Neuronavigation in intraoperative MRI.

OBJECTIVE

We describe the development and implementation of an image-guided surgical system combining the best features of conventional frameless stereotactic systems and the recently developed superconductive vertically configured intraoperative magnetic resonance scanner. The incorporation of intraoperatively updated magnetic resonance imaging (MRI) data sets into the neuronavigation computer overcomes one of the main disadvantages of these systems, i.e., intraoperative brain shift.

METHODS

The integrated system consists of a 0.5-T MRI scanner (Signa SP General Electric Medical Systems, Milwaukee, WI), a neuronavigation computer with associated software (OTS Radionics, Burlington, MA), and an emulation program linking the two. The scanner has a 60-cm-wide vertical gap where both imaging and surgery are conducted, in-bore infrared linear cameras and monitors for interactive surgical neuronavigation, and flexible surface coils specially designed for surgery.

RESULTS

Phantom studies showed navigational accuracy to be better than that obtained using conventional preoperative images and surface markers for patient registration. Our initial 17 cases using this integrated system comprised 16 craniotomies and one biopsy, and demonstrated decreased operative duration, greater frequency of interactive image guidance utilization, and better assessment of the progress of surgery compared to the cases previously done in the intraoperative MRI.

CONCLUSION

This initial study of the addition of frameless stereotactic systems to the basic intraoperative MRI concept has demonstrated its clinical usefulness.

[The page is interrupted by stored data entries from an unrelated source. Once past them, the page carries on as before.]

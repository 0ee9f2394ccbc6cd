//! Stale Request Reconciliation
//!
//! Submit and Report are one-way calls, so a request can stay `InProcess` forever
//! if the compute service loses its job (restart, failed report). The sweeper
//! finds requests older than `after` and re-submits them, up to `max_attempts`
//! times per request, after which they are finished as `Failed`.
//!
//! Re-submission is safe: the compute service answers repeated texts from its
//! cache, and `finish` only ever applies the first outcome.

use super::service::IntakeService;
use crate::store::RequestId;

use dashmap::DashMap;
use std::collections::HashSet;
use std::sync::Arc;
use std::time::Duration;
use tokio::task::JoinHandle;

#[derive(Debug, Default, Clone, Copy, PartialEq, Eq)]
pub struct SweepSummary {
    pub resubmitted: usize,
    pub failed: usize,
}

pub struct Reconciler {
    service: Arc<IntakeService>,
    after: Duration,
    interval: Duration,
    max_attempts: u32,
    attempts: DashMap<RequestId, u32>,
}

impl Reconciler {
    pub fn new(
        service: Arc<IntakeService>,
        after: Duration,
        interval: Duration,
        max_attempts: u32,
    ) -> Arc<Self> {
        Arc::new(Self {
            service,
            after,
            interval,
            max_attempts,
            attempts: DashMap::new(),
        })
    }

    /// Runs `sweep` every `interval` until the task is aborted.
    pub fn spawn(self: &Arc<Self>) -> JoinHandle<()> {
        let reconciler = self.clone();
        tokio::spawn(async move {
            let mut interval = tokio::time::interval(reconciler.interval);
            // The first tick completes immediately
            interval.tick().await;

            loop {
                interval.tick().await;
                let summary = reconciler.sweep().await;
                if summary != SweepSummary::default() {
                    tracing::info!(
                        "Reconciliation: {} resubmitted, {} failed",
                        summary.resubmitted,
                        summary.failed
                    );
                }
            }
        })
    }

    pub async fn sweep(&self) -> SweepSummary {
        let stale = self.service.stale_requests(self.after).await;
        let mut summary = SweepSummary::default();

        // Forget requests that finished since the last sweep
        let stale_ids: HashSet<RequestId> = stale.iter().map(|r| r.id).collect();
        self.attempts.retain(|id, _| stale_ids.contains(id));

        for request in stale {
            let attempts = self.attempts.get(&request.id).map(|a| *a).unwrap_or(0);

            if attempts >= self.max_attempts {
                tracing::warn!(
                    "Request {} still in process after {} resubmissions, failing it",
                    request.id,
                    attempts
                );
                self.service.mark_failed(&request.id).await;
                self.attempts.remove(&request.id);
                summary.failed += 1;
                continue;
            }

            self.attempts.insert(request.id, attempts + 1);

            match self.service.resubmit(&request).await {
                Ok(()) => {
                    tracing::debug!("Resubmitted stale request {}", request.id);
                    summary.resubmitted += 1;
                }
                Err(e) => tracing::warn!("Resubmitting request {} failed: {}", request.id, e),
            }
        }

        summary
    }

    /// Resubmissions made so far for a request that is still pending.
    pub fn attempts_for(&self, id: &RequestId) -> u32 {
        self.attempts.get(id).map(|a| *a).unwrap_or(0)
    }
}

The use of the intraoperative MRI greatly reduces the basic weakness of neuronavigation inaccuracy due to target shift. The surgical procedure performed in the imaging volume of the MRI scanner eliminates the problems of patient or scanner transport during the procedure. Immobilization of the patient throughout the procedure eliminated the need for reregistration of the patient, by taking advantage of the fixed camera system in the bore of the MRI system.